JPH0335091B2 - - Google Patents

Description

Detailed Description of the Invention The present invention was made to obtain high quality molded products by keeping the temperature of the mold within a predetermined range. By supplying a cooling medium or a heating medium to the mold, and by supplying the cooling medium from a cooling tower, well or water supply via a liquid pump, the cooling effect is improved, and the structure is simple and efficient, and it can be used in extremely large quantities. In other words, when molding plastic materials, the temperature of the mold is detected, the valve is switched according to the temperature, and if the temperature of the mold is higher than the set temperature, the cooling medium is supplied from the cooling tower, well, or water supply. The cooling medium is supplied to the mold via a heater that does not generate heat and a liquid pump, and when the temperature of the mold is lower than the set temperature, the cooling medium from the cooling tower, well, or water supply is supplied to the mold. While applying pressure to the suction side of the heater and the liquid feeding pump, the new cooling medium is prevented from flowing in from the cooling tower, well or water supply, and the heating medium installed in the middle of the liquid feeding pipe is used to prevent the new cooling medium from flowing in. A method for controlling a mold temperature, which is characterized by heating a cooling medium that has been in the mold and supplying the heating medium to the mold via the liquid feeding pump to maintain the mold temperature within a predetermined range, and using the method. In other words, it is an optimal device for connecting a liquid feeding pipe led from a cooling tower, well or water supply to the liquid feeding port of a mold for molding plastics, and connecting a liquid feeding pipe led from a cooling tower or a drain to the liquid draining port of the mold. Connect the drain pipe led to
A heater and a liquid sending pump are provided in the middle of the liquid sending pipe, and one end of a branch pipe is connected to the middle of the liquid draining pipe,
The other end of the branch pipe is guided to the heater, and an electromagnetic switching valve is provided in the middle of the drain pipe to switch to the downstream side of the drain pipe or the branch pipe side, and This mold temperature control device is characterized in that the electrical output of a provided temperature detector is connected to an electromagnetic switching valve and a heater via a temperature control device.

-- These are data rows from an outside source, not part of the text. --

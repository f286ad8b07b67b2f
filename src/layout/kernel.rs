//! Bounding-box transform primitives
//!
//! Stateless operations over a [`CanvasHost`]: measure, align, place
//! against a side with a gap, rotate about the visual center, and resize
//! to a physical target. Every move is expressed as a translation of the
//! moving shape, so the base shape is never touched.

use crate::host::{CanvasHost, ShapeId, ShapeKind};

use super::composite::with_composite;
use super::error::LayoutError;
use super::transform::validate_quarter_turn;
use super::types::{to_points, BoundingBox, Position, Side};

/// Translations smaller than this are skipped
const MOVE_EPSILON: f64 = 1e-9;

/// Visual bounds of a shape.
///
/// Leaves report their own geometry. Groups union their children, except
/// a clipped group, whose clipping path alone defines what is visible.
pub fn bounds_of<H: CanvasHost + ?Sized>(
    host: &H,
    shape: ShapeId,
) -> Result<BoundingBox, LayoutError> {
    match host.kind(shape)? {
        ShapeKind::Path | ShapeKind::Text => host.bounding_box(shape),
        ShapeKind::Group { clipped } => {
            let children = host.children(crate::host::Container::Group(shape))?;
            if clipped {
                for child in &children {
                    if host.is_clipping_path(*child)? {
                        return bounds_of(host, *child);
                    }
                }
            }
            union_of(host, &children)?
                .ok_or_else(|| LayoutError::empty_bounds(format!("group {}", shape.0)))
        }
    }
}

/// Combined visual bounds of several shapes
pub fn bounds_of_all<H: CanvasHost + ?Sized>(
    host: &H,
    shapes: &[ShapeId],
) -> Result<BoundingBox, LayoutError> {
    union_of(host, shapes)?.ok_or_else(|| {
        let ids: Vec<String> = shapes.iter().map(|s| s.0.to_string()).collect();
        LayoutError::empty_bounds(format!("shapes [{}]", ids.join(", ")))
    })
}

/// Union of the shapes that have geometry; empty groups are skipped
fn union_of<H: CanvasHost + ?Sized>(
    host: &H,
    shapes: &[ShapeId],
) -> Result<Option<BoundingBox>, LayoutError> {
    let mut acc: Option<BoundingBox> = None;
    for shape in shapes {
        let bounds = match bounds_of(host, *shape) {
            Ok(b) => b,
            Err(LayoutError::EmptyBounds { .. }) => continue,
            Err(e) => return Err(e),
        };
        acc = Some(match acc {
            Some(a) => a.union(&bounds),
            None => bounds,
        });
    }
    Ok(acc)
}

/// Offset that brings `moving` into alignment with `target`
pub fn alignment_delta(
    target: &BoundingBox,
    moving: &BoundingBox,
    position: Position,
) -> (f64, f64) {
    let tc = target.center();
    let mc = moving.center();
    let left = target.left - moving.left;
    let right = target.right - moving.right;
    let top = target.top - moving.top;
    let bottom = target.bottom - moving.bottom;
    let center_x = tc.x - mc.x;
    let center_y = tc.y - mc.y;

    match position {
        Position::Left => (left, 0.0),
        Position::Right => (right, 0.0),
        Position::Top => (0.0, top),
        Position::Bottom => (0.0, bottom),
        Position::LeftCenter => (left, center_y),
        Position::RightCenter => (right, center_y),
        Position::TopCenter => (center_x, top),
        Position::BottomCenter => (center_x, bottom),
        Position::Center => (center_x, center_y),
        Position::CenterX => (center_x, 0.0),
        Position::CenterY => (0.0, center_y),
    }
}

/// Translate a shape unless the offset is negligible
fn translate_by<H: CanvasHost + ?Sized>(
    host: &mut H,
    shape: ShapeId,
    dx: f64,
    dy: f64,
) -> Result<(), LayoutError> {
    if dx.abs() < MOVE_EPSILON && dy.abs() < MOVE_EPSILON {
        return Ok(());
    }
    host.translate(shape, dx, dy)
}

/// Align `moving` to `base` on the given edge or center
pub fn align<H: CanvasHost + ?Sized>(
    host: &mut H,
    base: ShapeId,
    moving: ShapeId,
    position: Position,
) -> Result<(), LayoutError> {
    let target = bounds_of(host, base)?;
    align_to_rect(host, moving, &target, position)
}

/// Align `moving` against a bare rectangle
pub fn align_to_rect<H: CanvasHost + ?Sized>(
    host: &mut H,
    moving: ShapeId,
    rect: &BoundingBox,
    position: Position,
) -> Result<(), LayoutError> {
    let current = bounds_of(host, moving)?;
    let (dx, dy) = alignment_delta(rect, &current, position);
    translate_by(host, moving, dx, dy)
}

/// Place `moving` against `side` of `base`, separated by `gap` points.
///
/// Only the axis of the side changes; the other axis is left for a
/// follow-up [`align`].
pub fn move_adjacent<H: CanvasHost + ?Sized>(
    host: &mut H,
    base: ShapeId,
    moving: ShapeId,
    side: Side,
    gap: f64,
) -> Result<(), LayoutError> {
    if !gap.is_finite() || gap < 0.0 {
        return Err(LayoutError::invalid_parameter(
            "gap",
            format!("gap must be a non-negative number, got {}", gap),
        ));
    }
    let b = bounds_of(host, base)?;
    let m = bounds_of(host, moving)?;

    let (dx, dy) = match side {
        Side::Right => ((b.right + gap) - m.left, 0.0),
        Side::Left => ((b.left - gap) - m.right, 0.0),
        Side::Top => (0.0, (b.top - gap) - m.bottom),
        Side::Bottom => (0.0, (b.bottom + gap) - m.top),
    };
    translate_by(host, moving, dx, dy)
}

/// Rotate a shape by a quarter turn, keeping its bounds center in place
pub fn rotate_about_center<H: CanvasHost + ?Sized>(
    host: &mut H,
    shape: ShapeId,
    degrees: f64,
) -> Result<(), LayoutError> {
    validate_quarter_turn(degrees)?;
    if degrees == 0.0 {
        return Ok(());
    }
    let before = bounds_of(host, shape)?.center();
    host.rotate(shape, degrees)?;
    let after = bounds_of(host, shape)?.center();
    translate_by(host, shape, before.x - after.x, before.y - after.y)
}

/// Rotate several shapes as one rigid unit about their combined center
pub fn rotate_group_about_center<H: CanvasHost + ?Sized>(
    host: &mut H,
    shapes: &[ShapeId],
    degrees: f64,
) -> Result<(), LayoutError> {
    validate_quarter_turn(degrees)?;
    match shapes {
        [] => Err(LayoutError::invalid_parameter("shapes", "nothing to rotate")),
        [single] => rotate_about_center(host, *single, degrees),
        _ => with_composite(host, shapes, shapes.first().copied(), |host, unit| {
            rotate_about_center(host, unit.shape(), degrees)
        }),
    }
}

/// Scale shapes so their combined bounds measure the target size in inches.
///
/// An omitted axis keeps its current size. Several shapes are scaled as
/// one unit. The center of the bounds does not move.
pub fn resize_to_target<H: CanvasHost + ?Sized>(
    host: &mut H,
    shapes: &[ShapeId],
    target_width: Option<f64>,
    target_height: Option<f64>,
) -> Result<(), LayoutError> {
    for (name, value) in [("target_width", target_width), ("target_height", target_height)] {
        if let Some(v) = value {
            if !v.is_finite() || v <= 0.0 {
                return Err(LayoutError::invalid_parameter(
                    name,
                    format!("must be a positive size in inches, got {}", v),
                ));
            }
        }
    }
    match shapes {
        [] => Err(LayoutError::invalid_parameter("shapes", "nothing to resize")),
        [single] => resize_one(host, *single, target_width, target_height),
        _ => with_composite(host, shapes, shapes.first().copied(), |host, unit| {
            resize_one(host, unit.shape(), target_width, target_height)
        }),
    }
}

fn resize_one<H: CanvasHost + ?Sized>(
    host: &mut H,
    shape: ShapeId,
    target_width: Option<f64>,
    target_height: Option<f64>,
) -> Result<(), LayoutError> {
    let before = bounds_of(host, shape)?;
    if before.width() <= 0.0 || before.height() <= 0.0 {
        return Err(LayoutError::bounds_unavailable(
            shape,
            "zero-size bounds cannot be scaled",
        ));
    }
    let sx = target_width
        .map(|w| to_points(w) / before.width() * 100.0)
        .unwrap_or(100.0);
    let sy = target_height
        .map(|h| to_points(h) / before.height() * 100.0)
        .unwrap_or(100.0);
    host.resize(shape, sx, sy)?;

    let center = before.center();
    let after = bounds_of(host, shape)?.center();
    translate_by(host, shape, center.x - after.x, center.y - after.y)
}

#[cfg(test)]
mod tests {
    use super::*;
    use crate::host::{Container, MemoryHost};
    use crate::layout::types::{Dimension, Point};

    const EPSILON: f64 = 1e-6;

    fn host_with_canvas() -> (MemoryHost, Container) {
        let mut host = MemoryHost::new();
        let canvas = host.add_canvas(BoundingBox::new(0.0, 0.0, 2000.0, 2000.0));
        (host, Container::Canvas(canvas.id))
    }

    #[test]
    fn test_move_adjacent_right_is_exact() {
        let (mut host, c) = host_with_canvas();
        let base = host.add_path(c, "base", BoundingBox::new(50.0, 0.0, 100.0, 40.0)).unwrap();
        let moving = host.add_path(c, "moving", BoundingBox::new(-10.0, 5.0, 10.0, 15.0)).unwrap();

        move_adjacent(&mut host, base, moving, Side::Right, 7.2).unwrap();

        let m = bounds_of(&host, moving).unwrap();
        assert_eq!(m.left, 107.2);
        assert_eq!(m.top, 5.0, "off-axis position is unchanged");
    }

    #[test]
    fn test_move_adjacent_each_side() {
        let (mut host, c) = host_with_canvas();
        let base = host.add_path(c, "base", BoundingBox::new(100.0, 100.0, 200.0, 200.0)).unwrap();
        let moving = host.add_path(c, "moving", BoundingBox::new(0.0, 0.0, 10.0, 10.0)).unwrap();

        move_adjacent(&mut host, base, moving, Side::Left, 5.0).unwrap();
        assert_eq!(bounds_of(&host, moving).unwrap().right, 95.0);

        move_adjacent(&mut host, base, moving, Side::Top, 5.0).unwrap();
        assert_eq!(bounds_of(&host, moving).unwrap().bottom, 95.0);

        move_adjacent(&mut host, base, moving, Side::Bottom, 5.0).unwrap();
        assert_eq!(bounds_of(&host, moving).unwrap().top, 205.0);
    }

    #[test]
    fn test_move_adjacent_rejects_negative_gap() {
        let (mut host, c) = host_with_canvas();
        let a = host.add_path(c, "a", BoundingBox::new(0.0, 0.0, 10.0, 10.0)).unwrap();
        let b = host.add_path(c, "b", BoundingBox::new(0.0, 0.0, 10.0, 10.0)).unwrap();
        let err = move_adjacent(&mut host, a, b, Side::Right, -1.0).unwrap_err();
        assert!(matches!(err, LayoutError::InvalidParameter { .. }));
    }

    #[test]
    fn test_align_variants() {
        let (mut host, c) = host_with_canvas();
        let base = host.add_path(c, "base", BoundingBox::new(0.0, 0.0, 100.0, 100.0)).unwrap();
        let moving = host.add_path(c, "moving", BoundingBox::new(300.0, 300.0, 320.0, 340.0)).unwrap();

        align(&mut host, base, moving, Position::Center).unwrap();
        assert_eq!(bounds_of(&host, moving).unwrap().center(), Point::new(50.0, 50.0));

        align(&mut host, base, moving, Position::BottomCenter).unwrap();
        let m = bounds_of(&host, moving).unwrap();
        assert_eq!(m.bottom, 100.0);
        assert_eq!(m.center().x, 50.0);

        align(&mut host, base, moving, Position::Left).unwrap();
        let m = bounds_of(&host, moving).unwrap();
        assert_eq!(m.left, 0.0);
        assert_eq!(m.bottom, 100.0);
    }

    #[test]
    fn test_clipped_group_uses_clip_path() {
        let (mut host, c) = host_with_canvas();
        let group = host.add_group(c, "clipped", true).unwrap();
        host.add_path(Container::Group(group), "art", BoundingBox::new(0.0, 0.0, 500.0, 500.0))
            .unwrap();
        host.add_clipping_path(group, BoundingBox::new(100.0, 100.0, 200.0, 150.0))
            .unwrap();

        assert_eq!(
            bounds_of(&host, group).unwrap(),
            BoundingBox::new(100.0, 100.0, 200.0, 150.0)
        );
    }

    #[test]
    fn test_empty_group_has_empty_bounds() {
        let (mut host, c) = host_with_canvas();
        let group = host.add_group(c, "empty", false).unwrap();
        assert!(matches!(
            bounds_of(&host, group),
            Err(LayoutError::EmptyBounds { .. })
        ));
        assert!(matches!(
            bounds_of_all(&host, &[]),
            Err(LayoutError::EmptyBounds { .. })
        ));
    }

    #[test]
    fn test_rotate_about_center_keeps_center() {
        let (mut host, c) = host_with_canvas();
        let shape = host.add_path(c, "s", BoundingBox::new(10.0, 20.0, 110.0, 70.0)).unwrap();
        let center = bounds_of(&host, shape).unwrap().center();

        rotate_about_center(&mut host, shape, 90.0).unwrap();
        let after = bounds_of(&host, shape).unwrap();
        assert!(after.center().distance(center) < EPSILON);
        assert!((after.width() - 50.0).abs() < EPSILON);
        assert!((after.height() - 100.0).abs() < EPSILON);
    }

    #[test]
    fn test_rotate_rejects_odd_angles() {
        let (mut host, c) = host_with_canvas();
        let shape = host.add_path(c, "s", BoundingBox::new(0.0, 0.0, 10.0, 10.0)).unwrap();
        assert_eq!(
            rotate_about_center(&mut host, shape, 45.0),
            Err(LayoutError::UnsupportedRotation { degrees: 45.0 })
        );
    }

    #[test]
    fn test_rotate_group_keeps_relative_layout() {
        let (mut host, c) = host_with_canvas();
        let a = host.add_path(c, "a", BoundingBox::new(0.0, 0.0, 100.0, 50.0)).unwrap();
        let b = host.add_path(c, "b", BoundingBox::new(110.0, 0.0, 210.0, 50.0)).unwrap();
        let before = bounds_of_all(&host, &[a, b]).unwrap();

        rotate_group_about_center(&mut host, &[a, b], 90.0).unwrap();

        let after = bounds_of_all(&host, &[a, b]).unwrap();
        assert!(after.center().distance(before.center()) < EPSILON);
        assert!((after.width() - before.height()).abs() < EPSILON);
        // b was right of a, so after a clockwise turn it sits below a
        assert!(bounds_of(&host, b).unwrap().top > bounds_of(&host, a).unwrap().bottom);
        assert_eq!(host.children(c).unwrap(), vec![a, b]);
    }

    #[test]
    fn test_resize_single_axis() {
        let (mut host, c) = host_with_canvas();
        let shape = host
            .add_artwork(c, "FRONT", Dimension::new(2.0, 1.0), Point::new(0.0, 0.0), None)
            .unwrap();
        let center = bounds_of(&host, shape).unwrap().center();

        resize_to_target(&mut host, &[shape], Some(4.0), None).unwrap();

        let after = bounds_of(&host, shape).unwrap();
        assert!((after.width() - 288.0).abs() < EPSILON);
        assert!((after.height() - 72.0).abs() < EPSILON);
        assert!(after.center().distance(center) < EPSILON);
    }

    #[test]
    fn test_resize_many_as_one() {
        let (mut host, c) = host_with_canvas();
        let a = host.add_path(c, "a", BoundingBox::new(0.0, 0.0, 72.0, 72.0)).unwrap();
        let b = host.add_path(c, "b", BoundingBox::new(144.0, 0.0, 216.0, 72.0)).unwrap();

        resize_to_target(&mut host, &[a, b], Some(6.0), Some(2.0)).unwrap();

        let all = bounds_of_all(&host, &[a, b]).unwrap();
        assert!((all.width() - 432.0).abs() < EPSILON);
        assert!((all.height() - 144.0).abs() < EPSILON);
        assert!((bounds_of(&host, a).unwrap().width() - 144.0).abs() < EPSILON);
        assert_eq!(host.children(c).unwrap(), vec![a, b]);
    }

    #[test]
    fn test_resize_rejects_bad_target() {
        let (mut host, c) = host_with_canvas();
        let a = host.add_path(c, "a", BoundingBox::new(0.0, 0.0, 72.0, 72.0)).unwrap();
        assert!(resize_to_target(&mut host, &[a], Some(0.0), None).is_err());
        assert!(resize_to_target(&mut host, &[], Some(1.0), None).is_err());
    }
}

In recent years, the demand for molded products of plastics, rubber, etc. has increased, and when manufacturing these products, temperature control of molds for molding has become essential in order to obtain high quality and high work efficiency. This temperature control is generally achieved by providing a flow path in the mold and flowing a cooling medium through this flow path.Water, which has excellent heat exchange ability and is inexpensive, is usually used as the cooling medium. It is being

Furthermore, there is a conventionally known temperature control device shown in FIG. To explain this according to the diagram, 1 is a mold, 2 is a cooling tower which is a cooling medium source, and other cooling medium sources include cooling water sources such as wells and water pipes. Instead of being circulated, the used cooling water is drained into a drain (not shown). Cooling water from the cooling tower 2 is sent through a liquid feed pipe 3, passes through an electromagnetic switching valve 4, a cooler 5, a drain pipe 6, and is returned to the cooling tower 2 for circulation. On the other hand, the water in the water tank 7 is sent to the liquid feed port 1' of the mold 1 via the cooler 5, the heater 8, and the liquid feed pump 9.
The liquid is returned to the cooler 5 through the drain port 1''. In the figure, 10 is a temperature sensor, which is installed at one of a, b, and c, and the output terminal of the temperature sensor 10 is used to adjust the temperature. It is connected to an electromagnetic switch 12 of four electromagnetic switching valve circuits and an electromagnetic switch 13 of eight heater circuits through a container 11. Reference numeral 14 is a circulation pipe, and 15 is a water supply and air hole.

In the case of this conventional example, the temperature of the mold 1 is set in advance so that the temperature controller 11 operates within a predetermined range, and when the temperature of the mold 1 is lower than the set temperature, the temperature controller 11 operates to control the electromagnetic switching valve 4. is closed, the heater 8 is energized, the heated water circulates as indicated by the thin arrow, and heats the mold 1. Furthermore, when the temperature of the mold 1 is higher than the set temperature, the electromagnetic switching valve 4 opens, cooling water from the cooling tower 2 circulates as shown by the thick arrow, and the cooler 5 is activated, and at the same time, the power to the heater 8 is cut off. The water from the water tank 7 is cooled by the cooler 5, and circulates as shown by the thin arrow through the heater 8, which does not generate heat, and the liquid feed pump 9, thereby preventing the temperature of the mold 1 from rising.

However, in this conventional example, a cooler operated by cooling water sent from a cooling tower removes the heat from the water passing through the mold and cools the water sent to the mold. The mold is indirectly cooled by two cooling water systems: and one for operating the cooler. For this reason, the temperature of the water that cools the mold is always higher than the cooling water from the cooling tower, resulting in a small cooling effect and a narrow range of temperature control, and as mentioned above, the structure is complicated due to the use of two cooling water systems. However, because the entire equipment is large and there are many devices, the amount of water used to cool the mold is large, causing a time delay in heating and cooling, and if the water decreases due to evaporation or leakage, the water The tank must be reinforced from the outside, and to do this automatically requires additional equipment, which has the disadvantage of being expensive.

Note that the air hole 15 is necessary because if the water tank is sealed, it becomes impossible to operate, and conversely, evaporation occurs because of this air hole.

The present invention eliminates these disadvantages and can provide many other effects.Next, an apparatus for using the method of the present invention will be described with reference to FIG.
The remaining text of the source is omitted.